**ABOUT THIS EXERCISE**:
Among the entries below, find every line that has "complete" and pull it out.

**GIVEN INFORMATION**:
'''

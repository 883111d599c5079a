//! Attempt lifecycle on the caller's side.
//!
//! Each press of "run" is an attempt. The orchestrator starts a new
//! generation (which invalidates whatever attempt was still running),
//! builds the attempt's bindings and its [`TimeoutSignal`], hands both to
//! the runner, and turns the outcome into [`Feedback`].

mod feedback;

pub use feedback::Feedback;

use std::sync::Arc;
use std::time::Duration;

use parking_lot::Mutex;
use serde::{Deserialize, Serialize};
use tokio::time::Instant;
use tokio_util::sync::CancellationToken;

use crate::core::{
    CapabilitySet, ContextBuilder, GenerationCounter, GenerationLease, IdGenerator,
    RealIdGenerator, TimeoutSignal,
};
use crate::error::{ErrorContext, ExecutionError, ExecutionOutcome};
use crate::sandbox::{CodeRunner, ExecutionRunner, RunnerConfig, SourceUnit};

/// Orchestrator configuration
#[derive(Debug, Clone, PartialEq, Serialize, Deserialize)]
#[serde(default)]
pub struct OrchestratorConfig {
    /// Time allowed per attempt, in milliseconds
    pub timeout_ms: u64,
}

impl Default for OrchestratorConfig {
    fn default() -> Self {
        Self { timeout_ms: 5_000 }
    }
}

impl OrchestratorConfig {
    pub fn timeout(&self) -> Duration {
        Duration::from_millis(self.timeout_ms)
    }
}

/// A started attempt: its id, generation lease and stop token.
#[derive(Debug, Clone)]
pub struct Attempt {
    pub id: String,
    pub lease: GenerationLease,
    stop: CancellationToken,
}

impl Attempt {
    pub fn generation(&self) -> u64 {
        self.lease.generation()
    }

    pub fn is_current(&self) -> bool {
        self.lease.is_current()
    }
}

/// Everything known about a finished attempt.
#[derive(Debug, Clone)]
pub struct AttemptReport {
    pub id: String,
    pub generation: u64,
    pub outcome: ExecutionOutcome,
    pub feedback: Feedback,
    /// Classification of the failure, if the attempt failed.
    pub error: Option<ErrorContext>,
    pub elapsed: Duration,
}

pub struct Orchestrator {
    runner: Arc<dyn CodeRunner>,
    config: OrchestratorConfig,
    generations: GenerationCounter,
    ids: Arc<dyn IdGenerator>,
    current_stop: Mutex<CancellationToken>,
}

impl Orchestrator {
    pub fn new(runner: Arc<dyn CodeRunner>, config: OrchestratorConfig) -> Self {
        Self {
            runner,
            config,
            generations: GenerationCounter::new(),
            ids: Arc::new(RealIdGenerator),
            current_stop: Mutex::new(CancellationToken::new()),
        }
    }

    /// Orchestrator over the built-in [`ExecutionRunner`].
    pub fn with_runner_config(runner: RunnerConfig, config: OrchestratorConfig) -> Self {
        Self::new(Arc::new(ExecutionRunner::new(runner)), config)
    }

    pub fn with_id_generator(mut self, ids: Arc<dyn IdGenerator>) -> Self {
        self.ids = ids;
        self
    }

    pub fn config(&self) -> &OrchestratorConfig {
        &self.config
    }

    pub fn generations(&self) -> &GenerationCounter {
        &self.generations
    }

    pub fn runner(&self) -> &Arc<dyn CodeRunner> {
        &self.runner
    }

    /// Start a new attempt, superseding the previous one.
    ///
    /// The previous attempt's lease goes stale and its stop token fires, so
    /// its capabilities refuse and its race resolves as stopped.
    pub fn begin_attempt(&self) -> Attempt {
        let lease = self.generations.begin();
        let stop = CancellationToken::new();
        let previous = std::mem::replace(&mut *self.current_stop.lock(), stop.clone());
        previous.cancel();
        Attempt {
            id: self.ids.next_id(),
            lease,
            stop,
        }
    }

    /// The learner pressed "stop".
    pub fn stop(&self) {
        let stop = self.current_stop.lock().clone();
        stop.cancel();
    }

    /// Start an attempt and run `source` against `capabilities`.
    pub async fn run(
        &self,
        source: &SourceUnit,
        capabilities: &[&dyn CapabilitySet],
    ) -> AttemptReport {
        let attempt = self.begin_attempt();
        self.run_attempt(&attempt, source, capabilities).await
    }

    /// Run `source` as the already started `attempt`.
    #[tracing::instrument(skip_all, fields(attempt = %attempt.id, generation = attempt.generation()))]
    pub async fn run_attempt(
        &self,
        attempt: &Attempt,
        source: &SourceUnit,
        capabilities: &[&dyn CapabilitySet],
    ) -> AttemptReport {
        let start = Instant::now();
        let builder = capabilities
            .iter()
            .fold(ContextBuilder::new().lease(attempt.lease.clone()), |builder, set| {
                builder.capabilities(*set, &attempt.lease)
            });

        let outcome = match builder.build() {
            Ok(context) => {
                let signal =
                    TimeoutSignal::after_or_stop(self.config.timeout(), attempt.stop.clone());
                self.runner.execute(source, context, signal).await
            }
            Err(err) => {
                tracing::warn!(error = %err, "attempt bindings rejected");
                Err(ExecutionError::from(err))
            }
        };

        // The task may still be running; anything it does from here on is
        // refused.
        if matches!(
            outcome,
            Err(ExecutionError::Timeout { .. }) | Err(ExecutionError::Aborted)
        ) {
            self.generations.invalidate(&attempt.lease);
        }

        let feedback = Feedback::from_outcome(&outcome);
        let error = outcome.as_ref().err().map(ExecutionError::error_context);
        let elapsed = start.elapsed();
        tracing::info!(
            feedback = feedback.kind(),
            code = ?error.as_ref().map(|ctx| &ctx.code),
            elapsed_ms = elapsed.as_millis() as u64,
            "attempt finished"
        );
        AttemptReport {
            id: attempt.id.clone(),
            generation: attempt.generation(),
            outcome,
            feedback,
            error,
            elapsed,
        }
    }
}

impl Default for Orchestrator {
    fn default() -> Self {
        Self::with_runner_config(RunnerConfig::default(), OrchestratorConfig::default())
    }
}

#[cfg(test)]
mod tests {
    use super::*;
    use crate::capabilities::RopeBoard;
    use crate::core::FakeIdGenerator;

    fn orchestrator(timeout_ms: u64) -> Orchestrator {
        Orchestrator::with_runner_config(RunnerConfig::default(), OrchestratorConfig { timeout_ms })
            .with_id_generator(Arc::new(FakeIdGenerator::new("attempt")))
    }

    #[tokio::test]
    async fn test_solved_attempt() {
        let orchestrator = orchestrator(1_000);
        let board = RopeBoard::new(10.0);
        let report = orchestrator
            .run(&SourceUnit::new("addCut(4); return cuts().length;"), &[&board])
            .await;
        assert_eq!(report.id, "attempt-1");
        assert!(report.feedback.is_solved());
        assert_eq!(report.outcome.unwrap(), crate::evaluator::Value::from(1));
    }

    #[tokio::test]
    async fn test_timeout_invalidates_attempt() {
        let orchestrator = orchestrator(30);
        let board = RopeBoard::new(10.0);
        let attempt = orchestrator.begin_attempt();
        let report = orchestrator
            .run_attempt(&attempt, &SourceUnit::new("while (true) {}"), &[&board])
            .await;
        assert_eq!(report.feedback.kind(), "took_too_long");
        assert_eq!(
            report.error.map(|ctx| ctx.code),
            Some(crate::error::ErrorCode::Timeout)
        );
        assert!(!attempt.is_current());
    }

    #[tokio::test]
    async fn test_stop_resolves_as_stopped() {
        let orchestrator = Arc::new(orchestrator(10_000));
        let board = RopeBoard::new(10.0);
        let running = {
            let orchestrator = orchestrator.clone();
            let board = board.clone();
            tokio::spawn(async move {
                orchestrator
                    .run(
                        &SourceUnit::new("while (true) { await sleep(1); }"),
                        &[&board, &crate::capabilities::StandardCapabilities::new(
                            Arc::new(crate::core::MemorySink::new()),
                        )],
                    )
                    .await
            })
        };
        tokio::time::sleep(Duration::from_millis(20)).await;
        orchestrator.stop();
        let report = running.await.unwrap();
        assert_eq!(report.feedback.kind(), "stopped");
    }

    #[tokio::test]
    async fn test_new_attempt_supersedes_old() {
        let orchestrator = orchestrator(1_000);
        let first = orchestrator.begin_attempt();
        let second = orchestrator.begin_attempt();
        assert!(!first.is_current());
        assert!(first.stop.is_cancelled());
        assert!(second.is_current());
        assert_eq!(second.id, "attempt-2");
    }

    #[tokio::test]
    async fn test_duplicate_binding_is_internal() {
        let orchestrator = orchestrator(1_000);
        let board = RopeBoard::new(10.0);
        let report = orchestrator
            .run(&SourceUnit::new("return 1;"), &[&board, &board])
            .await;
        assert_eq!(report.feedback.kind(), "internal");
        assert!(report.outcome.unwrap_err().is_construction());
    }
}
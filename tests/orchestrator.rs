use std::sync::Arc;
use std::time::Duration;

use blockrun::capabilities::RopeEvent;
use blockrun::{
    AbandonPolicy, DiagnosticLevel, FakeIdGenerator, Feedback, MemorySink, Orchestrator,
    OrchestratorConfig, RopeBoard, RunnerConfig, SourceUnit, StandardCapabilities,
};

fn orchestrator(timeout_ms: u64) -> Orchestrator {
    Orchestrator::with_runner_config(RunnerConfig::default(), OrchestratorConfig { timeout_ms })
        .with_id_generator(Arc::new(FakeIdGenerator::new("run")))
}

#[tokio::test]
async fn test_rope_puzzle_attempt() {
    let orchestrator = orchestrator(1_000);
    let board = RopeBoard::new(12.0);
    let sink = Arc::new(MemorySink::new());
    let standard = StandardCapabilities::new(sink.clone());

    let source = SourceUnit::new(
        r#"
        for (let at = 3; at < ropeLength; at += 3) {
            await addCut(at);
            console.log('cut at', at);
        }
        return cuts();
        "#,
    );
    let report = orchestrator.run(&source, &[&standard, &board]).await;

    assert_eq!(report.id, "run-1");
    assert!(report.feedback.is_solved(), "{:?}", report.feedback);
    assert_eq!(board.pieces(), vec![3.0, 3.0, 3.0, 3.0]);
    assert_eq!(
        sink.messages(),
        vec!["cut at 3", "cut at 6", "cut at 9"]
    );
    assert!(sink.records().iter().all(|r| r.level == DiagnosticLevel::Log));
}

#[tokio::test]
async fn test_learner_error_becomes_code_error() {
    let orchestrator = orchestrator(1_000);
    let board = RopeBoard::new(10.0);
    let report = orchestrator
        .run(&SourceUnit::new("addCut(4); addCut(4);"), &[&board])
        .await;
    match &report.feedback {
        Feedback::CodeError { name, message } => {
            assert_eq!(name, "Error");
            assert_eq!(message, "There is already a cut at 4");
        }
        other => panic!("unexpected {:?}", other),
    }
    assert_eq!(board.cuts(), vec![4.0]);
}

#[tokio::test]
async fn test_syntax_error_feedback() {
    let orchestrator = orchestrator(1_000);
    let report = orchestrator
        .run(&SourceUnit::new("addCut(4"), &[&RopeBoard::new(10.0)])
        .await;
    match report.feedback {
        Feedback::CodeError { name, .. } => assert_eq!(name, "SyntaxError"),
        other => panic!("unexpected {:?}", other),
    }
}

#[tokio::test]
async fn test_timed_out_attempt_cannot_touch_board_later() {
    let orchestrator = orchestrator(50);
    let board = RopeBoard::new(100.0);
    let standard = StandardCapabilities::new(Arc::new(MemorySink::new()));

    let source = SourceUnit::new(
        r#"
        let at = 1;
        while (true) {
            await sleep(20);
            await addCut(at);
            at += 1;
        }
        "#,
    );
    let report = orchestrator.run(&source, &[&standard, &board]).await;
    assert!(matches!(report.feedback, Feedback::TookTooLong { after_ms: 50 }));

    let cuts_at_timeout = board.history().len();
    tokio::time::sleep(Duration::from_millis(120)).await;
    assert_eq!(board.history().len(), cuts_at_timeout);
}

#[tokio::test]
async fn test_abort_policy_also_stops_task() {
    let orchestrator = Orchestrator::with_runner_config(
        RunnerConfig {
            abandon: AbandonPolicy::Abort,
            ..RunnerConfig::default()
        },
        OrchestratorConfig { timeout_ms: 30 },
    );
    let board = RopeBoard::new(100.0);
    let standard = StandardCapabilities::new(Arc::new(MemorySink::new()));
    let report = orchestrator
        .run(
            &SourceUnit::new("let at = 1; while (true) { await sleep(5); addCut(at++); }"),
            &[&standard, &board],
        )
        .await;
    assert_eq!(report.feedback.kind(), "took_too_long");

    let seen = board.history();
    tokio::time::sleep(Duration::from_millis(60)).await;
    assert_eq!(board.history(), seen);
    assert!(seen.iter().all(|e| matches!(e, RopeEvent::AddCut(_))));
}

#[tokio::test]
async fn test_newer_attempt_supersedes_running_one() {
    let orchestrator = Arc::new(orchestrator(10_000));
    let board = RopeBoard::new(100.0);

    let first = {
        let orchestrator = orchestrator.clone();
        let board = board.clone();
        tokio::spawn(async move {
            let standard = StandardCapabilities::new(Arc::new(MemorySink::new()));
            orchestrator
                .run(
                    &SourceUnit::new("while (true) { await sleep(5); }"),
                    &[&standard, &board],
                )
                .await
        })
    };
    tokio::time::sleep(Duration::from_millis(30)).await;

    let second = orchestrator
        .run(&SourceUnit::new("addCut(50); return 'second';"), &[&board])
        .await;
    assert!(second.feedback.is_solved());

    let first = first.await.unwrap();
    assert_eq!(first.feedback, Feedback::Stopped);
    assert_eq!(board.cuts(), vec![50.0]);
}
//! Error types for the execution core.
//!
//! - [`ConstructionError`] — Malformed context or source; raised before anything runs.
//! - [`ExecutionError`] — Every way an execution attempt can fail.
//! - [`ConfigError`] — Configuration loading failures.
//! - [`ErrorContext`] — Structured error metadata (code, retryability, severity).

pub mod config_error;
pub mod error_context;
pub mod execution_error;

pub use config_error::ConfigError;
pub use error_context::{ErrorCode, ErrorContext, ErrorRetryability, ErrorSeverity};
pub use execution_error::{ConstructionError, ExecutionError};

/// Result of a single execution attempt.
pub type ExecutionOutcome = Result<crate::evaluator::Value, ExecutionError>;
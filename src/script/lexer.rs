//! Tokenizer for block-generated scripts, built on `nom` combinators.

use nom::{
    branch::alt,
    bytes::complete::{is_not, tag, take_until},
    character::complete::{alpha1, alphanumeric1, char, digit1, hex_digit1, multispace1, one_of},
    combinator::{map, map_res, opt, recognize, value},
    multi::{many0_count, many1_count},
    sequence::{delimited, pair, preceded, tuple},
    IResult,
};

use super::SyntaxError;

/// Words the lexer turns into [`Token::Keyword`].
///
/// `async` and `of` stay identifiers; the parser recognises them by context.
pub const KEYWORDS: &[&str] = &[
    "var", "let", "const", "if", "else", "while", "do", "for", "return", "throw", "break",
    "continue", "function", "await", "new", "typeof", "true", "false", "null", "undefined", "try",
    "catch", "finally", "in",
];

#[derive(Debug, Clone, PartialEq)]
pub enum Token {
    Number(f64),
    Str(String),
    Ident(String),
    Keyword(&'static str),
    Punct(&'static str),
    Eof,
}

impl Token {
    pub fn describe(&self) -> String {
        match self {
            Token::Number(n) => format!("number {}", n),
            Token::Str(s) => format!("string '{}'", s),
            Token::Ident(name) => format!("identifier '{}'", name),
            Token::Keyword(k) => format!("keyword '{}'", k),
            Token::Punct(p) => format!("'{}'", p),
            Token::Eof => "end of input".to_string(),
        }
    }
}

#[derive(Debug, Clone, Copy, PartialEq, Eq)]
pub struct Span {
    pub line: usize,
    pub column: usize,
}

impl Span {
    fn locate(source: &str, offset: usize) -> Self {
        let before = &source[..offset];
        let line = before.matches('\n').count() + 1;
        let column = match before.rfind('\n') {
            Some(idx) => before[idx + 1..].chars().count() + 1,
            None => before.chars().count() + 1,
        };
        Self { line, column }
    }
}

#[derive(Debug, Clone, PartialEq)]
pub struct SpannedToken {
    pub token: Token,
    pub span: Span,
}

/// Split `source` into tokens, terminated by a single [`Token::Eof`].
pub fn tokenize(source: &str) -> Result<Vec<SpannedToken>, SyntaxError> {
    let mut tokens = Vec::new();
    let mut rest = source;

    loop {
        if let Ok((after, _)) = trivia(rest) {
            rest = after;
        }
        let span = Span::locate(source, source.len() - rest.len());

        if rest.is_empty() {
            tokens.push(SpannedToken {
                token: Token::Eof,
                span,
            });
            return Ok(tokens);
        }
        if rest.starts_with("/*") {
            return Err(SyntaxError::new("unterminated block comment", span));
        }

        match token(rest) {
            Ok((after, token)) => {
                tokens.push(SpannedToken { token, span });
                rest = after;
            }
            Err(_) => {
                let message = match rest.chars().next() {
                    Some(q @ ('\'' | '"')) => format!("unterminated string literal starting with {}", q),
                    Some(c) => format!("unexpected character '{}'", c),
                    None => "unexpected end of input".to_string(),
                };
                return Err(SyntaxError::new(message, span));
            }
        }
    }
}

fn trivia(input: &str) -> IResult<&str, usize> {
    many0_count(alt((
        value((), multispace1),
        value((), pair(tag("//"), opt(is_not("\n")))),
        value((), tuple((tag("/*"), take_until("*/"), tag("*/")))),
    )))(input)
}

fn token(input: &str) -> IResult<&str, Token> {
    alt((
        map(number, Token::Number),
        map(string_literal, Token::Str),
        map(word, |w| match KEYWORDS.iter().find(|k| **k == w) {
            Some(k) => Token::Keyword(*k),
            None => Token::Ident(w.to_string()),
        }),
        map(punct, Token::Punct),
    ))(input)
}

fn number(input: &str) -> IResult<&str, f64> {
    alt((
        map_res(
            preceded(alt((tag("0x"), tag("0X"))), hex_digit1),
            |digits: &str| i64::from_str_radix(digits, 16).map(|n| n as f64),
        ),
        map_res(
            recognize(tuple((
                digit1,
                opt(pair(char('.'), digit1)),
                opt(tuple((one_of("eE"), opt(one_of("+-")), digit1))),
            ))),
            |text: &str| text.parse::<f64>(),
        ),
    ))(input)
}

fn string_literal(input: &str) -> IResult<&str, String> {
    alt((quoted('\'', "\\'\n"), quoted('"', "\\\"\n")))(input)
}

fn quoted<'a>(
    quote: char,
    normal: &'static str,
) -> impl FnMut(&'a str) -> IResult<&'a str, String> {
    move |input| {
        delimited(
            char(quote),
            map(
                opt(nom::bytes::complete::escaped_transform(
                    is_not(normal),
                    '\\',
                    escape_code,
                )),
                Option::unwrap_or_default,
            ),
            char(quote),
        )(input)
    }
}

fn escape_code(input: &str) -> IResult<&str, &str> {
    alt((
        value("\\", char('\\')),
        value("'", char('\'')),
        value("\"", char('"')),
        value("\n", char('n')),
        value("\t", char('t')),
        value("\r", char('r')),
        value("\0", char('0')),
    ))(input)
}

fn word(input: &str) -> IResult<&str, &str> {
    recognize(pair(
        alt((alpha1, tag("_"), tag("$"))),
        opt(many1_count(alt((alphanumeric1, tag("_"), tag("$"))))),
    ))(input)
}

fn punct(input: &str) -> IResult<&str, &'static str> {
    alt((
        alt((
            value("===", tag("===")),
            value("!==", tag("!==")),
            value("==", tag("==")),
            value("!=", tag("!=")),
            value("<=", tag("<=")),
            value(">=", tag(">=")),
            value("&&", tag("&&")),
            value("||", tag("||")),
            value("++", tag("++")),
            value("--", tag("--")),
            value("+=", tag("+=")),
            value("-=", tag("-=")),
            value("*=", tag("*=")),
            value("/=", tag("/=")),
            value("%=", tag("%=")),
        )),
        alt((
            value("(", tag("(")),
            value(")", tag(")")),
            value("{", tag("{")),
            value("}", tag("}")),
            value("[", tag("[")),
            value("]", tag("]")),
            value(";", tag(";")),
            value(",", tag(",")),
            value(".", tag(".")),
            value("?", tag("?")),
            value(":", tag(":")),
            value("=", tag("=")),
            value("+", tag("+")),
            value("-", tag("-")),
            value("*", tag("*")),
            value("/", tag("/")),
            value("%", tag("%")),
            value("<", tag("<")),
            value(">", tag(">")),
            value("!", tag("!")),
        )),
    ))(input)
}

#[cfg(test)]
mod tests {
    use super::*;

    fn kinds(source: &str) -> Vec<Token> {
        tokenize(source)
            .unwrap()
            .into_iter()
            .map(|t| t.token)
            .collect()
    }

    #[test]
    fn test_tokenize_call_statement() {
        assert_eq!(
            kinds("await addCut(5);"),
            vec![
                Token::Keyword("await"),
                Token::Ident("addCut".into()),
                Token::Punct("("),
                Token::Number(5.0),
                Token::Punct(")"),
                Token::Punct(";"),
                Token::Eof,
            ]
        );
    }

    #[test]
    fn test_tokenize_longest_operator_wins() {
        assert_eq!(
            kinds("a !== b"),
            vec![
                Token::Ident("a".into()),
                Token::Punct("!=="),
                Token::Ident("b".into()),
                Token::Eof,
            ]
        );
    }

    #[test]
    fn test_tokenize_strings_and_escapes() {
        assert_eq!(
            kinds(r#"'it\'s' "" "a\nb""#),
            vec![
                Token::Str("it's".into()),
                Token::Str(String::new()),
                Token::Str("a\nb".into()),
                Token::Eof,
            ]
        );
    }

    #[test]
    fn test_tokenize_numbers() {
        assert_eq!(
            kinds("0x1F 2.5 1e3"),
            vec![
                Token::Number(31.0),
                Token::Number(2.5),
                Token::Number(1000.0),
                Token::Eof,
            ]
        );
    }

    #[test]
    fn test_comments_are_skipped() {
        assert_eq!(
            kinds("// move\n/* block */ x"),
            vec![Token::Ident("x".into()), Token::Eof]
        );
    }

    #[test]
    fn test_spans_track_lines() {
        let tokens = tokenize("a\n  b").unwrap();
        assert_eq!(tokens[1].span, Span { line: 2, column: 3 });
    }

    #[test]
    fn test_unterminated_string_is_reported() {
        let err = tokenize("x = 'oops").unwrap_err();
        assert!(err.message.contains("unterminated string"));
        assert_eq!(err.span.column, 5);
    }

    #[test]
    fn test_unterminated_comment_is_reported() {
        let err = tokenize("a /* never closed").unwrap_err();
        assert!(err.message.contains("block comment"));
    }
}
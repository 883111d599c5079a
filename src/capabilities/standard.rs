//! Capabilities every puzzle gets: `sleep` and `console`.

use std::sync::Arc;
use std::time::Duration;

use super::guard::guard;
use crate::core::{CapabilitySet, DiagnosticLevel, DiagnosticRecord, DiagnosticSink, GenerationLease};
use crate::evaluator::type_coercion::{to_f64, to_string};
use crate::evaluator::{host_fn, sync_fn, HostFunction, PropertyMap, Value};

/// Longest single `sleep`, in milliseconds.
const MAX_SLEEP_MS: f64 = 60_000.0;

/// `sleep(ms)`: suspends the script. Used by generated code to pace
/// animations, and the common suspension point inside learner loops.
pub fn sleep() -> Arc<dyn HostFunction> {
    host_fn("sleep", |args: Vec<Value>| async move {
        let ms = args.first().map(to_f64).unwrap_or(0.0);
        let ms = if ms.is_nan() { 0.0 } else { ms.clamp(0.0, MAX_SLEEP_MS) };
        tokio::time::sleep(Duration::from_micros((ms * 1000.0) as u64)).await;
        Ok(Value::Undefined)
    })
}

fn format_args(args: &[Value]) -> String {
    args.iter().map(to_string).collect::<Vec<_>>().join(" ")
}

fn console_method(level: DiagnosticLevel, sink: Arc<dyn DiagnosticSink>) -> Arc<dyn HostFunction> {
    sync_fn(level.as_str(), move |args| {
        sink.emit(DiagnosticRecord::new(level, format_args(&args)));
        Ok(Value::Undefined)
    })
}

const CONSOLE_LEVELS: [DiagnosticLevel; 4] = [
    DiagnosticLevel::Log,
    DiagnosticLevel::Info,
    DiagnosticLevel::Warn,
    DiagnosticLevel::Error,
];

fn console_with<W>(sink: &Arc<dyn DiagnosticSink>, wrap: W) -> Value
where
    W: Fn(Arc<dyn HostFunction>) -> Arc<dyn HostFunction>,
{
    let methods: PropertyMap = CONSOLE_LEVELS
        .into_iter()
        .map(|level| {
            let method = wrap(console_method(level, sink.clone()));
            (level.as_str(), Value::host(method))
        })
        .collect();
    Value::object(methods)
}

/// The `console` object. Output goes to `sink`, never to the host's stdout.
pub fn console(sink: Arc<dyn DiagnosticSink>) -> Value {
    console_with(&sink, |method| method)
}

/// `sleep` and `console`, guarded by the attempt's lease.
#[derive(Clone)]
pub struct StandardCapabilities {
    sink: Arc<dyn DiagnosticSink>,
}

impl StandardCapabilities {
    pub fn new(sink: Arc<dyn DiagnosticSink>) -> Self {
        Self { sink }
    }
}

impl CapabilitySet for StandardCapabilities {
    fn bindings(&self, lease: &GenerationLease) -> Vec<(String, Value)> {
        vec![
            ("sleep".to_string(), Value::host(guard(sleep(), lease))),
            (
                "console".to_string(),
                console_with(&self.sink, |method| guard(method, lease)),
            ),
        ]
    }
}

'''

**OUTPUT FOR THIS EXERCISE**:
    bytes::complete::{is_not, tag, take_until},
    character::complete::{alpha1, alphanumeric1, char, digit1, hex_digit1, multispace1, one_of},
                opt(nom::bytes::complete::escaped_transform(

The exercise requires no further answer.